▸ DIRECTIONS: Retype, exactly as they appear below, the lines between the line holding "let exact = secs * self.as_f64();" and the line holding "fn from_str(s: &str)", both ends included.

= Beginning of Section =

use crate::foundation::error::{MaptrailError, MaptrailResult};

pub use kurbo::{Affine, Point, Vec2};

/// Absolute 0-based frame index in export order.
#[derive(
    Clone, Copy, Debug, PartialEq, Eq, PartialOrd, Ord, Hash, serde::Serialize, serde::Deserialize,
)]
pub struct FrameIndex(pub u64);

/// Frames-per-second represented as a rational `num/den`.
#[derive(Clone, Copy, Debug, PartialEq, Eq, serde::Serialize, serde::Deserialize)]
pub struct Fps {
    /// Numerator (frames).
    pub num: u32,
    /// Denominator (seconds), must be non-zero.
    pub den: u32,
}

impl Fps {
    /// Create a validated FPS value.
    pub fn new(num: u32, den: u32) -> MaptrailResult<Self> {
        if den == 0 {
            return Err(MaptrailError::validation("Fps den must be > 0"));
        }
        if num == 0 {
            return Err(MaptrailError::validation("Fps num must be > 0"));
        }
        Ok(Self { num, den })
    }

    /// Convert to floating-point FPS.
    pub fn as_f64(self) -> f64 {
        f64::from(self.num) / f64::from(self.den)
    }

    /// Duration of one frame in seconds.
    pub fn frame_duration_secs(self) -> f64 {
        f64::from(self.den) / f64::from(self.num)
    }

    /// Timestamp (seconds from export start) of frame `idx`.
    ///
    /// Computed as `idx * den / num` in one division so integer frame rates give exactly `idx / fps`.
    pub fn frame_time_secs(self, idx: FrameIndex) -> f64 {
        (idx.0 as f64 * f64::from(self.den)) / f64::from(self.num)
    }

    /// Number of frames needed to cover `secs`, i.e. `ceil(secs * fps)`.
    ///
    /// A 1e-9 tolerance keeps products like `0.1 * 30` from rounding up to an extra frame.
    pub fn secs_to_frames_ceil(self, secs: f64) -> u64 {
        let exact = secs * self.as_f64();
        (exact - 1e-9).ceil().max(0.0) as u64
    }
}

/// Output resolution in pixels.
///
/// Serialized as `"WIDTHxHEIGHT"` (e.g. `"1920x1080"`).
#[derive(Clone, Copy, Debug, PartialEq, Eq, Hash, serde::Serialize, serde::Deserialize)]
#[serde(try_from = "String", into = "String")]
pub struct Resolution {
    /// Width in pixels.
    pub width: u32,
    /// Height in pixels.
    pub height: u32,
}

impl Resolution {
    /// Create a resolution, rejecting zero dimensions.
    pub fn new(width: u32, height: u32) -> MaptrailResult<Self> {
        if width == 0 || height == 0 {
            return Err(MaptrailError::validation(
                "resolution width/height must be non-zero",
            ));
        }
        Ok(Self { width, height })
    }

    /// Centre of the viewport in screen coordinates.
    pub fn center(self) -> Point {
        Point::new(f64::from(self.width) / 2.0, f64::from(self.height) / 2.0)
    }

    /// Size of one tightly packed RGBA8 frame at this resolution.
    pub fn rgba_len(self) -> usize {
        (self.width as usize) * (self.height as usize) * 4
    }
}

impl std::str::FromStr for Resolution {
    type Err = MaptrailError;

    fn from_str(s: &str) -> Result<Self, Self::Err> {
        let (w, h) = s
            .trim()
            .split_once(['x', 'X'])
            .ok_or_else(|| MaptrailError::validation(format!("resolution '{s}' is not WxH")))?;
        let width = w
            .trim()
            .parse::<u32>()
            .map_err(|e| MaptrailError::validation(format!("resolution width '{w}': {e}")))?;
        let height = h
            .trim()
            .parse::<u32>()
            .map_err(|e| MaptrailError::validation(format!("resolution height '{h}': {e}")))?;
        Self::new(width, height)
    }
}

impl TryFrom<String> for Resolution {
    type Error = MaptrailError;

    fn try_from(value: String) -> Result<Self, Self::Error> {
        value.parse()
    }
}

impl From<Resolution> for String {
    fn from(r: Resolution) -> Self {
        r.to_string()
    }
}

impl std::fmt::Display for Resolution {
    fn fmt(&self, f: &mut std::fmt::Formatter<'_>) -> std::fmt::Result {
        write!(f, "{}x{}", self.width, self.height)
    }
}

/// Geographic coordinate pair, serialized as `[lng, lat]`.
#[derive(Clone, Copy, Debug, Default, PartialEq, serde::Serialize, serde::Deserialize)]
pub struct LngLat(pub f64, pub f64);

impl LngLat {
    /// Longitude in degrees.
    pub fn lng(self) -> f64 {
        self.0
    }

    /// Latitude in degrees.
    pub fn lat(self) -> f64 {
        self.1
    }

    /// `true` when both components are finite.
    pub fn is_finite(self) -> bool {
        self.0.is_finite() && self.1.is_finite()
    }

    /// View as a flat 2D point (lng on x, lat on y).
    pub fn to_point(self) -> Point {
        Point::new(self.0, self.1)
    }

    /// Inverse of [`LngLat::to_point`].
    pub fn from_point(p: Point) -> Self {
        Self(p.x, p.y)
    }
}

/// Stable identifier for waypoints and pins.
///
/// Identifiers are plain integers so they can be embedded verbatim in generated script source.
#[derive(
    Clone, Copy, Debug, PartialEq, Eq, PartialOrd, Ord, Hash, serde::Serialize, serde::Deserialize,
)]
#[serde(transparent)]
pub struct EntityId(pub u64);

impl std::fmt::Display for EntityId {
    fn fmt(&self, f: &mut std::fmt::Formatter<'_>) -> std::fmt::Result {
        write!(f, "{}", self.0)
    }
}

/// Monotonic allocator for [`EntityId`]s, seeded past every id already in a project.
#[derive(Clone, Debug, Default)]
pub struct IdAllocator {
    next: u64,
}

impl IdAllocator {
    /// Start allocating after the largest id in `existing`.
    pub fn after<I: IntoIterator<Item = EntityId>>(existing: I) -> Self {
        let next = existing
            .into_iter()
            .map(|id| id.0.saturating_add(1))
            .max()
            .unwrap_or(1)
            .max(1);
        Self { next }
    }

    /// Hand out the next id.
    pub fn next_id(&mut self) -> EntityId {
        let id = EntityId(self.next);
        self.next = self.next.saturating_add(1);
        id
    }
}

#[cfg(test)]
#[path = "../../tests/unit/foundation/core.rs"]
mod tests;
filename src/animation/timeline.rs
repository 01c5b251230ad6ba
use crate::animation::camera::{CameraState, interpolate};
use crate::animation::ease::Ease;
use crate::foundation::error::{MaptrailError, MaptrailResult};

/// Continuous camera timeline evaluated against global export time.
///
/// This is the contract the export pipeline uses in timeline mode: given a timestamp in seconds,
/// produce the camera pose for that instant.
pub trait CameraTimeline {
    /// Total length of the timeline in seconds.
    fn duration_secs(&self) -> f64;

    /// Pose at `time_secs` (seconds from export start).
    fn camera_at(&self, time_secs: f64) -> MaptrailResult<CameraState>;
}

/// Timeline built from an ordered list of poses with a fixed duration per leg.
#[derive(Clone, Debug)]
pub struct WaypointTimeline {
    poses: Vec<CameraState>,
    leg_secs: f64,
    ease: Ease,
}

impl WaypointTimeline {
    /// Build a timeline; needs at least two poses and a positive, finite leg duration.
    pub fn new(poses: Vec<CameraState>, leg_secs: f64, ease: Ease) -> MaptrailResult<Self> {
        if poses.len() < 2 {
            return Err(MaptrailError::validation(
                "timeline needs at least 2 waypoints",
            ));
        }
        if !leg_secs.is_finite() || leg_secs <= 0.0 {
            return Err(MaptrailError::validation(
                "timeline leg duration must be positive",
            ));
        }
        Ok(Self {
            poses,
            leg_secs,
            ease,
        })
    }

    fn leg_count(&self) -> usize {
        self.poses.len() - 1
    }
}

impl CameraTimeline for WaypointTimeline {
    fn duration_secs(&self) -> f64 {
        self.leg_secs * self.leg_count() as f64
    }

    fn camera_at(&self, time_secs: f64) -> MaptrailResult<CameraState> {
        if !time_secs.is_finite() {
            return Err(MaptrailError::validation("timeline time must be finite"));
        }
        let pos = (time_secs / self.leg_secs).max(0.0);
        let last_leg = self.leg_count() - 1;
        let leg = (pos.floor() as usize).min(last_leg);
        let t = (pos - leg as f64).clamp(0.0, 1.0);
        Ok(interpolate(
            &self.poses[leg],
            &self.poses[leg + 1],
            t,
            self.ease,
        ))
    }
}

#[cfg(test)]
#[path = "../../tests/unit/animation/timeline.rs"]
mod tests;
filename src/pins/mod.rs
pub(crate) mod icon;
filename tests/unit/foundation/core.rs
use super::*;

#[test]
fn fps_rejects_zero() {
    assert!(Fps::new(0, 1).is_err());
    assert!(Fps::new(30, 0).is_err());
}

#[test]
fn frame_time_is_index_over_fps() {
    let fps = Fps::new(30, 1).unwrap();
    assert_eq!(fps.frame_time_secs(FrameIndex(0)), 0.0);
    assert_eq!(fps.frame_time_secs(FrameIndex(59)), 59.0 / 30.0);
    assert_eq!(fps.frame_time_secs(FrameIndex(90)), 3.0);
}

#[test]
fn frames_ceil_absorbs_float_noise() {
    let fps = Fps::new(30, 1).unwrap();
    assert_eq!(fps.secs_to_frames_ceil(2.0), 60);
    assert_eq!(fps.secs_to_frames_ceil(0.1), 3);
    assert_eq!(fps.secs_to_frames_ceil(0.11), 4);
    assert_eq!(fps.secs_to_frames_ceil(0.0), 0);
}

#[test]
fn resolution_parses_and_prints() {
    let r: Resolution = "1920x1080".parse().unwrap();
    assert_eq!(r, Resolution::new(1920, 1080).unwrap());
    assert_eq!(r.to_string(), "1920x1080");
    assert!("1920".parse::<Resolution>().is_err());
    assert!("0x10".parse::<Resolution>().is_err());
    assert!("axb".parse::<Resolution>().is_err());
}

#[test]
fn resolution_serializes_as_string() {
    let r = Resolution::new(640, 360).unwrap();
    let json = serde_json::to_string(&r).unwrap();
    assert_eq!(json, "\"640x360\"");
    let back: Resolution = serde_json::from_str(&json).unwrap();
    assert_eq!(back, r);
}

#[test]
fn lnglat_serializes_as_pair() {
    let json = serde_json::to_string(&LngLat(-46.5, -23.25)).unwrap();
    assert_eq!(json, "[-46.5,-23.25]");
}

#[test]
fn id_allocator_starts_after_existing() {
    let mut ids = IdAllocator::after([EntityId(4), EntityId(17), EntityId(2)]);
    assert_eq!(ids.next_id(), EntityId(18));
    assert_eq!(ids.next_id(), EntityId(19));

    let mut fresh = IdAllocator::after(std::iter::empty());
    assert_eq!(fresh.next_id(), EntityId(1));
}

= End of Section =

▸ TASK ANSWER:
        let exact = secs * self.as_f64();
        (exact - 1e-9).ceil().max(0.0) as u64
    }
}

/// Output resolution in pixels.
///
/// Serialized as `"WIDTHxHEIGHT"` (e.g. `"1920x1080"`).
#[derive(Clone, Copy, Debug, PartialEq, Eq, Hash, serde::Serialize, serde::Deserialize)]
#[serde(try_from = "String", into = "String")]
pub struct Resolution {
    /// Width in pixels.
    pub width: u32,
    /// Height in pixels.
    pub height: u32,
}

impl Resolution {
    /// Create a resolution, rejecting zero dimensions.
    pub fn new(width: u32, height: u32) -> MaptrailResult<Self> {
        if width == 0 || height == 0 {
            return Err(MaptrailError::validation(
                "resolution width/height must be non-zero",
            ));
        }
        Ok(Self { width, height })
    }

    /// Centre of the viewport in screen coordinates.
    pub fn center(self) -> Point {
        Point::new(f64::from(self.width) / 2.0, f64::from(self.height) / 2.0)
    }

    /// Size of one tightly packed RGBA8 frame at this resolution.
    pub fn rgba_len(self) -> usize {
        (self.width as usize) * (self.height as usize) * 4
    }
}

impl std::str::FromStr for Resolution {
    type Err = MaptrailError;

    fn from_str(s: &str) -> Result<Self, Self::Err> {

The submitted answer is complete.